Jasna i ta druga strona księży(ca) - odcinek 305

- Proboszczu, zabieramy dzieciaki na Lednicę w tym roku? - zapytał Daniel.
- A co to w ogóle za pytanie, oczywiście że tak – żachnął się Mateusz przyglądając się podejrzliwie swojemu wikariuszowi.
- Zależy, jak na to spojrzeć, parę wątpliwości by się znalazło
– odpowiedział wymijająco Daniel.


- Daniel, jak ci się nie chce, albo nie możesz, to po prostu powiedz. Najwyżej pojedzie Dawid albo Szymon. Ja przecież też mogę pojechać. Wiesz, że nie lubię jak się dorabia do wszystkiego ideologię – Mateusz rzeczywiście najbardziej nie cierpiał wymówek, zamiast kawy na ławę.

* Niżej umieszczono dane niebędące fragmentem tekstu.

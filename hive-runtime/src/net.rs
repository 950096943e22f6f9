//! TCP collaborator.
//!
//! Sockets are non-blocking `socket2` sockets. A call that would block
//! registers the fd one-shot with the scheduler's poller under a
//! `Source::Socket` token and parks the actor; when epoll reports the fd
//! ready the scheduler stores [`IoValue::Ready`] in the actor's I/O slot and
//! makes it runnable, and the call retries the syscall.

use std::io::{self, Read, Write};
use std::net::SocketAddr;
use std::os::fd::{AsRawFd, RawFd};

use socket2::{Domain, Protocol, SockAddr, Socket, Type};
use tracing::{debug, trace};

use crate::actor::{ActorId, Wait};
use crate::error::{Error, Result};
use crate::io::IoValue;
use crate::poller::Interest;
use crate::scheduler::{Kernel, KernelState, Source};

/// A listening socket.
#[derive(Debug)]
pub struct TcpListener {
    socket: Socket,
}

impl TcpListener {
    /// The bound address; useful after binding port 0.
    ///
    /// # Errors
    ///
    /// [`Error::Io`] if the address cannot be read.
    pub fn local_addr(&self) -> Result<SocketAddr> {
        sock_addr(&self.socket.local_addr()?)
    }
}

/// A connected stream. Dropping it closes the connection.
#[derive(Debug)]
pub struct TcpStream {
    socket: Socket,
}

impl TcpStream {
    /// Address of the remote end.
    ///
    /// # Errors
    ///
    /// [`Error::Io`] if the socket is not connected.
    pub fn peer_addr(&self) -> Result<SocketAddr> {
        sock_addr(&self.socket.peer_addr()?)
    }

    /// Address of the local end.
    ///
    /// # Errors
    ///
    /// [`Error::Io`] if the address cannot be read.
    pub fn local_addr(&self) -> Result<SocketAddr> {
        sock_addr(&self.socket.local_addr()?)
    }

    /// Disable Nagle's algorithm.
    ///
    /// # Errors
    ///
    /// [`Error::Io`] if the option cannot be set.
    pub fn set_nodelay(&self, nodelay: bool) -> Result<()> {
        Ok(self.socket.set_nodelay(nodelay)?)
    }
}

fn sock_addr(addr: &SockAddr) -> Result<SocketAddr> {
    addr.as_socket()
        .ok_or(Error::InvalidArgument("not an inet socket address"))
}

fn stream_socket(addr: &SocketAddr) -> io::Result<Socket> {
    let socket = Socket::new(Domain::for_address(*addr), Type::STREAM, Some(Protocol::TCP))?;
    socket.set_nonblocking(true)?;
    socket.set_cloexec(true)?;
    Ok(socket)
}

impl KernelState {
    /// Deregister and forget every socket wait of `dead`.
    pub(crate) fn release_sockets(&mut self, dead: ActorId) {
        for token in 0..self.sources.capacity() {
            if let Some(&Source::Socket { actor, fd }) = self.sources.get(token) {
                if actor == dead {
                    self.poller.deregister(fd);
                    self.sources.free(token);
                }
            }
        }
    }

    /// The poller reported the socket behind `token` ready.
    pub(crate) fn socket_ready(&mut self, token: usize) {
        let Some(Source::Socket { actor, fd }) = self.sources.free(token) else {
            return;
        };
        let slot = actor.slot();
        match self.actors.get_mut(slot) {
            Some(cb) if cb.id == actor && matches!(cb.wait, Some(Wait::Io)) => {
                cb.io = Some(Ok(IoValue::Ready));
                trace!(%actor, fd, "socket ready");
                self.wake(slot, None);
            }
            _ => self.poller.deregister(fd),
        }
    }
}

impl Kernel {
    /// Park the calling actor until `fd` is ready for `interest`.
    fn wait_ready(&self, me: ActorId, fd: RawFd, interest: Interest) -> Result<()> {
        let slot = self.current_slot(me)?;
        {
            let mut st = self.state();
            let token = st
                .sources
                .alloc(Source::Socket { actor: me, fd })
                .map_err(|_| Error::ResourceExhausted("event sources"))?;
            if let Err(err) = st.poller.register(fd, token, interest) {
                st.sources.free(token);
                return Err(err.into());
            }
        }
        if let Err(err) = self.block(slot, Wait::Io) {
            self.state().release_sockets(me);
            return Err(err);
        }
        match self.state().actors.get_mut(slot).and_then(|cb| cb.io.take()) {
            Some(Ok(_)) => Ok(()),
            Some(Err(err)) => Err(err.into()),
            None => Err(Error::Closed),
        }
    }

    /// Retry `op` until it stops reporting `WouldBlock`.
    fn retry<T>(
        &self,
        me: ActorId,
        fd: RawFd,
        interest: Interest,
        mut op: impl FnMut() -> io::Result<T>,
    ) -> Result<T> {
        loop {
            match op() {
                Ok(value) => return Ok(value),
                Err(err) if err.kind() == io::ErrorKind::WouldBlock => {
                    self.wait_ready(me, fd, interest)?;
                }
                Err(err) if err.kind() == io::ErrorKind::Interrupted => {}
                Err(err) => return Err(err.into()),
            }
        }
    }

    pub(crate) fn tcp_listen(&self, me: ActorId, addr: SocketAddr, backlog: i32) -> Result<TcpListener> {
        self.current_slot(me)?;
        let socket = stream_socket(&addr)?;
        socket.set_reuse_address(true)?;
        socket.bind(&addr.into())?;
        socket.listen(backlog)?;
        debug!(actor = %me, %addr, "listening");
        Ok(TcpListener { socket })
    }

    pub(crate) fn tcp_accept(&self, me: ActorId, listener: &TcpListener) -> Result<(TcpStream, SocketAddr)> {
        self.current_slot(me)?;
        let fd = listener.socket.as_raw_fd();
        let (socket, peer) = self.retry(me, fd, Interest::Readable, || listener.socket.accept())?;
        socket.set_nonblocking(true)?;
        let peer = sock_addr(&peer)?;
        trace!(actor = %me, %peer, "accepted");
        Ok((TcpStream { socket }, peer))
    }

    pub(crate) fn tcp_connect(&self, me: ActorId, addr: SocketAddr) -> Result<TcpStream> {
        self.current_slot(me)?;
        let socket = stream_socket(&addr)?;
        match socket.connect(&addr.into()) {
            Ok(()) => {}
            Err(err)
                if err.raw_os_error() == Some(libc::EINPROGRESS)
                    || err.kind() == io::ErrorKind::WouldBlock =>
            {
                self.wait_ready(me, socket.as_raw_fd(), Interest::Writable)?;
                if let Some(err) = socket.take_error()? {
                    return Err(err.into());
                }
            }
            Err(err) => return Err(err.into()),
        }
        trace!(actor = %me, %addr, "connected");
        Ok(TcpStream { socket })
    }

    pub(crate) fn tcp_recv(&self, me: ActorId, stream: &TcpStream, buf: &mut [u8]) -> Result<usize> {
        self.current_slot(me)?;
        let fd = stream.socket.as_raw_fd();
        self.retry(me, fd, Interest::Readable, || (&stream.socket).read(buf))
    }

    pub(crate) fn tcp_send(&self, me: ActorId, stream: &TcpStream, data: &[u8]) -> Result<usize> {
        self.current_slot(me)?;
        let fd = stream.socket.as_raw_fd();
        self.retry(me, fd, Interest::Writable, || (&stream.socket).write(data))
    }
}

#[cfg(test)]
mod tests {
    use super::*;

    #[test]
    fn stream_sockets_are_non_blocking() {
        let addr: SocketAddr = "127.0.0.1:0".parse().unwrap();
        let socket = stream_socket(&addr).unwrap();
        assert!(socket.nonblocking().unwrap());
    }

    #[test]
    fn accept_on_idle_listener_would_block() {
        let addr: SocketAddr = "127.0.0.1:0".parse().unwrap();
        let socket = stream_socket(&addr).unwrap();
        socket.bind(&addr.into()).unwrap();
        socket.listen(8).unwrap();
        let listener = TcpListener { socket };
        assert_ne!(listener.local_addr().unwrap().port(), 0);
        let err = listener.socket.accept().unwrap_err();
        assert_eq!(err.kind(), io::ErrorKind::WouldBlock);
    }
}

- Nie wiedziałem, że proboszcz ma dar bilokacji, ale wiadomość przyjmuję z wielką radością, bo to nam rozwiąże wiele problemów w przyszłości – uśmiechnął się Daniel.
- Ajjjj... zupełnie zapomniałem o Pierwszej Komunii mojej chrześniaczki – przypomniał sobie nagle Mateusz, który początkowo nie bardzo wiedział, o co chodzi Danielowi. - Ale to nie zmienia faktu, że w razie czego Szymon albo Dawid mogą pojechać na Lednicę.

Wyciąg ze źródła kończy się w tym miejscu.